According to the club owners, Mombasa residents have a low spending power. Most gigs and concerts are charged between Sh100 and Sh300. Most revellers don’t spend and would rather dance.
Ash says that the returns in any club are not judged by the crowd. “Only in Mombasa, will you find a person in a club drinking one soda whole night. And again, the poverty levels are way too high and the money bags are few and they don’t spend in clubs,” he says.
Don’t be fooled by the numbers too. “You can see 10,000 people in a club only to find that your stock is almost the same and with sales less than Sh100,000,” Ash further notes.
Xtreme entertainment Chief John Chacha agrees with Ash, saying that Mombasa people are not spenders. “The spending culture in Mombasa is way too low and can’t be compared with Nairobi where everyday is a holiday. Most party animals are the one to two beers type, and for a night club owner, this is total loss,” he says.
Mombasa has over 50 night clubs and thousands of bars that are spread up-to the estates. ‘The competition is too tough and there are many pubs that offer the same entertainment menu like night clubs. Besides, their prices are way too low and competing with them is very difficult,” notes Ash.
Event organisers are no longer doing their gigs in clubs as well. Club events was an income earner for night clubs and with event organizers choosing other venues, night clubs are likely to suffer from sales and miss out on the gate percentage. With new grounds like Haller Park, Butterfly pavilion and several beach grounds, the future of club business looks even bleak.
Running a night club is not a boys business. It requires deep pockets. “There are many overheads involved and it’s damn expensive. And if there’s no return in investments continuously, one option remains; close shop,” adds Ash. “Running like Mamba international disco in a month cost me nothing less than Sh1Million.”

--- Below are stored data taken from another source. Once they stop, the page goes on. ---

//! Job DTOs exchanged with the control API and handed to UI consumers

use serde::{Deserialize, Serialize};

use crate::domain::health::{HealthStatus, RecommendedAction};
use crate::domain::job::{Job, JobStatus};

/// Outcome returned by every control endpoint (resume, restart, delete, clear)
#[derive(Debug, Clone, PartialEq, Serialize, Deserialize)]
pub struct ControlOutcome {
    pub success: bool,
    #[serde(default)]
    pub error: Option<String>,
}

impl ControlOutcome {
    pub fn ok() -> Self {
        Self {
            success: true,
            error: None,
        }
    }

    pub fn rejected(message: impl Into<String>) -> Self {
        Self {
            success: false,
            error: Some(message.into()),
        }
    }
}

/// A job together with everything derived from it at read time
///
/// Nothing here besides `job` is persisted; the rest is recomputed on every
/// read so it always reflects the current clock.
#[derive(Debug, Clone, PartialEq, Serialize, Deserialize)]
pub struct TrackedJob {
    pub job: Job,
    pub health_status: Option<HealthStatus>,
    /// Status to display and act upon; may run ahead of `job.status`
    pub effective_status: JobStatus,
    pub effectively_complete: bool,
    pub success_rate: Option<f64>,
    pub recommended_action: Option<RecommendedAction>,
    pub display_progress: u8,
}
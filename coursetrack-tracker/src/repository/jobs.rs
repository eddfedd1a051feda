//! Jobs repository
//!
//! Pull and control operations against the generation pipeline:
//! - Fetching every non-cleared job of an owner
//! - Resuming, restarting and deleting a job
//! - Clearing a job from the active view

use async_trait::async_trait;
use coursetrack_client::{ClientError, PipelineClient};
use coursetrack_core::domain::health::RecoveryAction;
use coursetrack_core::domain::job::Job;
use coursetrack_core::dto::job::ControlOutcome;
use uuid::Uuid;

/// Repository trait for job operations against the pipeline's API
#[async_trait]
pub trait JobRepository: Send + Sync {
    /// Fetches every non-cleared job of an owner, newest first
    ///
    /// # Arguments
    /// * `owner_id` - The user the jobs belong to
    async fn fetch_jobs(&self, owner_id: Uuid) -> Result<Vec<Job>, ClientError>;

    /// Sends one recovery command for a job
    ///
    /// # Arguments
    /// * `job_id` - The job to act on
    /// * `action` - Resume, restart or delete
    async fn control(
        &self,
        job_id: Uuid,
        action: RecoveryAction,
    ) -> Result<ControlOutcome, ClientError>;

    /// Sets `is_cleared` on a job
    async fn clear(&self, job_id: Uuid) -> Result<ControlOutcome, ClientError>;
}

/// HTTP implementation of JobRepository
pub struct HttpJobRepository {
    client: PipelineClient,
}

impl HttpJobRepository {
    /// Creates a new HTTP job repository
    ///
    /// # Arguments
    /// * `api_url` - Base URL of the job API (e.g., "http://localhost:8080")
    pub fn new(api_url: impl Into<String>) -> Self {
        Self::with_client(PipelineClient::new(api_url))
    }

    pub fn with_client(client: PipelineClient) -> Self {
        Self { client }
    }
}

#[async_trait]
impl JobRepository for HttpJobRepository {
    async fn fetch_jobs(&self, owner_id: Uuid) -> Result<Vec<Job>, ClientError> {
        self.client.list_jobs(owner_id).await
    }

    async fn control(
        &self,
        job_id: Uuid,
        action: RecoveryAction,
    ) -> Result<ControlOutcome, ClientError> {
        match action {
            RecoveryAction::Resume => self.client.resume_job(job_id).await,
            RecoveryAction::Restart => self.client.restart_job(job_id).await,
            RecoveryAction::Delete => self.client.delete_job(job_id).await,
        }
    }

    async fn clear(&self, job_id: Uuid) -> Result<ControlOutcome, ClientError> {
        self.client.clear_job(job_id).await
    }
}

But he says that he could not make that kind of money at all. “I invested heavily but profits were not coming at all. For one year, I ran into losses,” he says.
Financial consultant Francis Wangalibo of Three C World further adds that the spending power of the targeted clients has gone down a, thing he says clubs are yet to realise.
“The outgoing spending class is around 3,000 people. And chances are that you wouldn’t find them in night clubs but in pubs. People don’t drink like they used to due to several factors but the club owners have not woken up at all. They do things the same ways and are yet to adopt strategies to improve their sales,” he says. There are clubs that have less than ten people in a night.
DJ Frere, who managed Tembo disco, says that the harsh economy and high living standards have affected the night clubs. “Most party people don’t spend at all and if they do, they have cut their spending power to up-to 50%. Plus Mombasa people only spend on Friday and Saturday, the rest of the days they’re working or have no money for fun,” he reveals.
Francis further adds that club owners and proprietors are in the business they don’t understand. ‘Most investors in night club entertainment business don’t understand the entertainment dynamics. They run them like second hand clothes businesses,” he says.